---- Material for this task

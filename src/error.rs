//! Error handling

use std::path::PathBuf;

use axum::response::IntoResponse;
use tracing::info;

/// Everything that can go wrong while configuring or running the banner pipeline.
#[derive(Debug)]
pub enum BannerError {
    /// Missing template or credential, fatal before the server starts
    StartupConfig(String),
    /// Transport, auth or quota failure from an external model call
    ProviderCall {
        /// Which provider call failed, eg `openai chat`
        provider: &'static str,
        /// What the provider (or the transport) said
        message: String,
    },
    /// The call worked but there was nothing usable in the response
    EmptyResponse {
        /// Which provider call came back empty
        provider: &'static str,
    },
    /// The generated prompt reads like the model declined the request
    ImplicitRefusal(String),
    /// The overlay font could not be loaded
    FontResource {
        /// Path we tried to load
        path: PathBuf,
        /// Why it failed
        message: String,
    },
    /// Instruction template could not be filled in
    Template(String),
    /// Image decode/encode failure
    Image(String),
    /// When you didn't do the right thing
    BadRequest(String),
    /// When an internal server error occurs
    InternalServerError(String),
}

impl BannerError {
    /// Shorthand for provider call failures.
    pub fn provider(provider: &'static str, message: impl ToString) -> Self {
        Self::ProviderCall {
            provider,
            message: message.to_string(),
        }
    }
}

impl std::fmt::Display for BannerError {
    fn fmt(&self, f: &mut std::fmt::Formatter<'_>) -> std::fmt::Result {
        match self {
            Self::StartupConfig(msg) => write!(f, "Startup configuration error: {msg}"),
            Self::ProviderCall { provider, message } => {
                write!(f, "{provider} API error: {message}")
            }
            Self::EmptyResponse { provider } => {
                write!(f, "{provider} returned no usable content")
            }
            Self::ImplicitRefusal(_) => write!(
                f,
                "The text model could not build a prompt from the inputs or declined the request"
            ),
            Self::FontResource { path, message } => write!(
                f,
                "Font file is missing or unreadable ({}): {message}",
                path.display()
            ),
            Self::Template(msg) => write!(f, "Instruction template error: {msg}"),
            Self::Image(msg) => write!(f, "Image processing error: {msg}"),
            Self::BadRequest(msg) => write!(f, "Bad request: {msg}"),
            Self::InternalServerError(msg) => write!(f, "Internal server error: {msg}"),
        }
    }
}

impl std::error::Error for BannerError {}

impl From<image::ImageError> for BannerError {
    fn from(err: image::ImageError) -> Self {
        BannerError::Image(err.to_string())
    }
}

impl From<std::io::Error> for BannerError {
    fn from(err: std::io::Error) -> Self {
        BannerError::InternalServerError(err.to_string())
    }
}

impl From<axum::extract::multipart::MultipartError> for BannerError {
    fn from(err: axum::extract::multipart::MultipartError) -> Self {
        BannerError::BadRequest(err.to_string())
    }
}

impl IntoResponse for BannerError {
    fn into_response(self) -> axum::response::Response {
        let status = match &self {
            BannerError::BadRequest(msg) => {
                info!("Bad request received: {msg}");
                axum::http::StatusCode::BAD_REQUEST
            }
            BannerError::ProviderCall { .. } | BannerError::EmptyResponse { .. } => {
                tracing::error!("{self}");
                axum::http::StatusCode::BAD_GATEWAY
            }
            other => {
                tracing::error!("{other}");
                axum::http::StatusCode::INTERNAL_SERVER_ERROR
            }
        };
        let mut response = axum::response::Response::new(axum::body::Body::from(self.to_string()));
        *response.status_mut() = status;
        response
    }
}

--------

◆ **Brief**: From the entries above, copy each line holding "EmptyResponse".

◆ **Solution to the problem**:
    EmptyResponse {
            Self::EmptyResponse { provider } => {
            BannerError::ProviderCall { .. } | BannerError::EmptyResponse { .. } => {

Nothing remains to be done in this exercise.